Instructions for the task: Locate and copy each line in the data that contains the word "periodic".

Task inputs:
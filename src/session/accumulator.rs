//! Frame accumulators
//!
//! [`FrameAccumulator`] is the seam to per-session frame reassembly and
//! transport counting. [`RtpFrameAccumulator`] is the stock implementation:
//! packets sharing an RTP timestamp form one frame, sequence numbers feed
//! loss/duplicate/reorder counters, and arrival times feed an RFC 3550
//! interarrival jitter estimate.

use std::collections::{HashSet, VecDeque};

use tracing::trace;

use super::{FrameSink, SessionMeta};
use crate::Result;
use crate::types::{CaptureTime, CompletedFrame, PacketMeta, PacketRecord, StreamStats};

/// Per-session frame reassembly and transport counting.
pub trait FrameAccumulator: Send {
    /// Consume one packet of the session, reporting completed frames and
    /// due statistics to `sink`.
    fn add(&mut self, session: &SessionMeta, packet: &PacketRecord, sink: &mut dyn FrameSink);

    /// End of input: flush any open frame and emit a final report.
    fn finish(&mut self, session: &SessionMeta, sink: &mut dyn FrameSink);

    /// Counters so far.
    fn stats(&self) -> &StreamStats;
}

/// Builds the accumulator for a newly seen session.
pub trait AccumulatorFactory {
    fn create(&self, session: &SessionMeta) -> Result<Box<dyn FrameAccumulator>>;
}

impl<F> AccumulatorFactory for F
where
    F: Fn(&SessionMeta) -> Result<Box<dyn FrameAccumulator>>,
{
    fn create(&self, session: &SessionMeta) -> Result<Box<dyn FrameAccumulator>> {
        self(session)
    }
}

/// Factory for [`RtpFrameAccumulator`].
#[derive(Debug, Clone, Copy)]
pub struct RtpAccumulatorFactory {
    pub stats_interval_secs: u64,
}

impl AccumulatorFactory for RtpAccumulatorFactory {
    fn create(&self, _session: &SessionMeta) -> Result<Box<dyn FrameAccumulator>> {
        Ok(Box::new(RtpFrameAccumulator::new(self.stats_interval_secs)))
    }
}

/// Sequence numbers remembered for duplicate detection.
const SEQUENCE_HISTORY: usize = 1024;

/// Largest forward gap whose sequence numbers are remembered as missing.
const MAX_TRACKED_GAP: u16 = 1024;

#[derive(Debug)]
struct OpenFrame {
    rtp_timestamp: u32,
    min_time: CaptureTime,
    max_time: CaptureTime,
    packets: u32,
    payload_len: u64,
    first_packet: PacketMeta,
}

impl OpenFrame {
    fn start(packet: &PacketRecord) -> Self {
        Self {
            rtp_timestamp: packet.rtp_timestamp,
            min_time: packet.captured,
            max_time: packet.captured,
            packets: 1,
            payload_len: u64::from(packet.payload_len),
            first_packet: PacketMeta::from(packet),
        }
    }

    fn extend(&mut self, packet: &PacketRecord) {
        self.min_time = self.min_time.min(packet.captured);
        self.max_time = self.max_time.max(packet.captured);
        self.packets += 1;
        self.payload_len += u64::from(packet.payload_len);
    }
}

#[derive(Debug, Clone, Copy, PartialEq, Eq)]
enum SequenceEvent {
    InOrder,
    Duplicate,
    /// Arrived after a later sequence number
    Late { was_missing: bool },
}

/// 16-bit sequence tracking with wraparound.
#[derive(Debug, Default)]
struct SequenceTracker {
    highest: Option<u16>,
    recent: VecDeque<u16>,
    recent_set: HashSet<u16>,
    missing: HashSet<u16>,
    lost: u64,
}

impl SequenceTracker {
    fn record(&mut self, seq: u16) -> SequenceEvent {
        if self.recent_set.contains(&seq) {
            return SequenceEvent::Duplicate;
        }
        self.remember(seq);

        let Some(highest) = self.highest else {
            self.highest = Some(seq);
            return SequenceEvent::InOrder;
        };

        let ahead = seq.wrapping_sub(highest);
        if ahead != 0 && ahead < 0x8000 {
            let gap = ahead - 1;
            self.lost += u64::from(gap);
            if gap <= MAX_TRACKED_GAP {
                for offset in 1..=gap {
                    self.missing.insert(highest.wrapping_add(offset));
                }
            }
            self.highest = Some(seq);
            self.missing.retain(|&s| seq.wrapping_sub(s) < 0x8000);
            SequenceEvent::InOrder
        } else {
            let was_missing = self.missing.remove(&seq);
            if was_missing {
                self.lost -= 1;
            }
            SequenceEvent::Late { was_missing }
        }
    }

    fn remember(&mut self, seq: u16) {
        if self.recent.len() == SEQUENCE_HISTORY {
            if let Some(oldest) = self.recent.pop_front() {
                self.recent_set.remove(&oldest);
            }
        }
        self.recent.push_back(seq);
        self.recent_set.insert(seq);
    }
}

/// Stock accumulator: frames by RTP timestamp, RFC 3550 jitter.
#[derive(Debug)]
pub struct RtpFrameAccumulator {
    stats_interval_secs: u64,
    next_report_secs: Option<u64>,
    last_seen_secs: u64,
    report_count: u32,
    open: Option<OpenFrame>,
    previous_frame_rtp: Option<u32>,
    sequence: SequenceTracker,
    prev_transit: Option<i64>,
    /// Jitter in RTP clock units
    jitter: f64,
    stats: StreamStats,
}

impl RtpFrameAccumulator {
    pub fn new(stats_interval_secs: u64) -> Self {
        Self {
            stats_interval_secs: stats_interval_secs.max(1),
            next_report_secs: None,
            last_seen_secs: 0,
            report_count: 0,
            open: None,
            previous_frame_rtp: None,
            sequence: SequenceTracker::default(),
            prev_transit: None,
            jitter: 0.0,
            stats: StreamStats::default(),
        }
    }

    fn jitter_ms(&self, sampling_rate: u32) -> f64 {
        self.jitter / f64::from(sampling_rate) * 1000.0
    }

    fn update_jitter(&mut self, packet: &PacketRecord, sampling_rate: u32) {
        let arrival =
            (packet.captured.as_micros() * u128::from(sampling_rate) / 1_000_000) as i64;
        let transit = arrival - i64::from(packet.rtp_timestamp);
        if let Some(prev) = self.prev_transit {
            let d = (transit - prev).abs() as f64;
            self.jitter += (d - self.jitter) / 16.0;
        }
        self.prev_transit = Some(transit);

        self.stats.jitter_sum_ms += self.jitter_ms(sampling_rate);
        self.stats.jitter_samples += 1;
    }

    fn complete_open_frame(&mut self, session: &SessionMeta, sink: &mut dyn FrameSink) {
        let Some(open) = self.open.take() else {
            return;
        };

        let fps = match self.previous_frame_rtp {
            Some(prev) => {
                let delta = open.rtp_timestamp.wrapping_sub(prev);
                if delta == 0 || delta >= 0x8000_0000 {
                    0
                } else {
                    (f64::from(session.sampling_rate) / f64::from(delta)).round() as u32
                }
            }
            None => 0,
        };
        self.previous_frame_rtp = Some(open.rtp_timestamp);

        self.stats.total_frames += 1;
        self.stats.total_frame_bytes += open.payload_len;

        let frame = CompletedFrame {
            rtp_timestamp: open.rtp_timestamp,
            min_time: open.min_time,
            max_time: open.max_time,
            packets_seen: open.packets,
            total_payload_len: open.payload_len,
            fps,
            jitter_ms: self.jitter_ms(session.sampling_rate),
            first_packet: open.first_packet,
        };
        trace!(ssrc = session.key.ssrc, rtp_ts = frame.rtp_timestamp, "frame completed");
        sink.on_frame(session, &frame);
    }

    fn report(&mut self, session: &SessionMeta, timestamp: u64, sink: &mut dyn FrameSink) {
        self.report_count += 1;
        sink.on_stats(session, self.report_count, timestamp, &self.stats);
    }
}

impl FrameAccumulator for RtpFrameAccumulator {
    fn add(&mut self, session: &SessionMeta, packet: &PacketRecord, sink: &mut dyn FrameSink) {
        self.stats.total_pkts += 1;
        self.stats.total_bytes += u64::from(packet.payload_len);

        match self.sequence.record(packet.sequence) {
            SequenceEvent::Duplicate => {
                self.stats.duplicate_pkts += 1;
            }
            SequenceEvent::Late { was_missing } => {
                self.stats.out_of_order_pkts += 1;
                if !was_missing {
                    trace!(seq = packet.sequence, "late packet outside the tracked gap");
                }
            }
            SequenceEvent::InOrder => {}
        }
        self.stats.lost_pkts = self.sequence.lost;

        self.update_jitter(packet, session.sampling_rate);

        match self.open.as_mut() {
            Some(open) if open.rtp_timestamp == packet.rtp_timestamp => open.extend(packet),
            _ => {
                self.complete_open_frame(session, sink);
                self.open = Some(OpenFrame::start(packet));
            }
        }

        let now = packet.captured.secs;
        self.last_seen_secs = self.last_seen_secs.max(now);
        match self.next_report_secs {
            None => self.next_report_secs = Some(now + self.stats_interval_secs),
            Some(due) if now >= due => {
                self.report(session, now, sink);
                self.next_report_secs = Some(now + self.stats_interval_secs);
            }
            Some(_) => {}
        }
    }

    fn finish(&mut self, session: &SessionMeta, sink: &mut dyn FrameSink) {
        self.complete_open_frame(session, sink);
        if self.stats.total_pkts > 0 {
            self.report(session, self.last_seen_secs, sink);
        }
    }

    fn stats(&self) -> &StreamStats {
        &self.stats
    }
}

#[cfg(test)]
mod tests {
    use super::*;
    use crate::test_utils::{RecordingSink, video_packet, video_session};

    #[test]
    fn frames_complete_on_timestamp_change() {
        let session = video_session(1);
        let mut sink = RecordingSink::default();
        let mut acc = RtpFrameAccumulator::new(1);

        acc.add(&session, &video_packet(1, 3000, 1_000), &mut sink);
        acc.add(&session, &video_packet(2, 3000, 1_004), &mut sink);
        assert!(sink.frames.is_empty());

        acc.add(&session, &video_packet(3, 6000, 1_033), &mut sink);
        assert_eq!(sink.frames.len(), 1);

        let frame = &sink.frames[0];
        assert_eq!(frame.rtp_timestamp, 3000);
        assert_eq!(frame.packets_seen, 2);
        assert_eq!(frame.min_time.as_millis(), 1_000);
        assert_eq!(frame.max_time.as_millis(), 1_004);
        assert_eq!(frame.total_payload_len, 2 * 1000);
        assert_eq!(frame.fps, 0);

        acc.finish(&session, &mut sink);
        assert_eq!(sink.frames.len(), 2);
        assert_eq!(sink.frames[1].rtp_timestamp, 6000);
        assert_eq!(sink.frames[1].fps, 30);
    }

    #[test]
    fn sequence_counters() {
        let session = video_session(1);
        let mut sink = RecordingSink::default();
        let mut acc = RtpFrameAccumulator::new(1);

        // 1, 2, 5 (3 and 4 missing), 3 (late), 5 (duplicate)
        for (seq, ts) in [(1u16, 0u32), (2, 0), (5, 3000), (3, 0), (5, 3000)] {
            acc.add(&session, &video_packet(seq, ts, 1_000), &mut sink);
        }

        let stats = acc.stats();
        assert_eq!(stats.total_pkts, 5);
        assert_eq!(stats.lost_pkts, 1);
        assert_eq!(stats.out_of_order_pkts, 1);
        assert_eq!(stats.duplicate_pkts, 1);
    }

    #[test]
    fn sequence_wraparound_is_not_loss() {
        let session = video_session(1);
        let mut sink = RecordingSink::default();
        let mut acc = RtpFrameAccumulator::new(1);

        for seq in [65534u16, 65535, 0, 1] {
            acc.add(&session, &video_packet(seq, 0, 1_000), &mut sink);
        }
        assert_eq!(acc.stats().lost_pkts, 0);
        assert_eq!(acc.stats().out_of_order_pkts, 0);
    }

    #[test]
    fn steady_arrivals_have_no_jitter() {
        let session = video_session(1);
        let mut sink = RecordingSink::default();
        let mut acc = RtpFrameAccumulator::new(1);

        for i in 0..10u32 {
            acc.add(&session, &video_packet(i as u16, i * 2970, 5_000 + u64::from(i) * 33), &mut sink);
        }
        acc.finish(&session, &mut sink);

        assert!(sink.frames.iter().all(|f| f.jitter_ms < 1e-9));
        assert_eq!(acc.stats().mean_jitter(), 0.0);
    }

    #[test]
    fn stats_follow_capture_cadence() {
        let session = video_session(1);
        let mut sink = RecordingSink::default();
        let mut acc = RtpFrameAccumulator::new(1);

        // 2.5 seconds of packets every 100 ms
        for i in 0..25u32 {
            acc.add(&session, &video_packet(i as u16, i * 9000, 10_000 + u64::from(i) * 100), &mut sink);
        }
        let periodic = sink.stats.len();
        assert_eq!(periodic, 2);
        assert_eq!(sink.stats[0].0, 1);
        assert_eq!(sink.stats[0].1, 11);

        acc.finish(&session, &mut sink);
        assert_eq!(sink.stats.len(), periodic + 1);
        let (count, _, last) = sink.stats.last().expect("final report");
        assert_eq!(*count, 3);
        assert_eq!(last.total_pkts, 25);
        assert_eq!(last.total_frames, 25);
    }

    #[test]
    fn factory_closures_can_fail() {
        let failing = |_: &SessionMeta| -> Result<Box<dyn FrameAccumulator>> {
            Err(crate::AnalysisError::session_setup("k", "no decoder"))
        };
        assert!(failing.create(&video_session(1)).is_err());

        let stock = RtpAccumulatorFactory { stats_interval_secs: 5 };
        assert!(stock.create(&video_session(1)).is_ok());
    }
}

Answer area:
        let periodic = sink.stats.len();
        assert_eq!(periodic, 2);
        assert_eq!(sink.stats.len(), periodic + 1);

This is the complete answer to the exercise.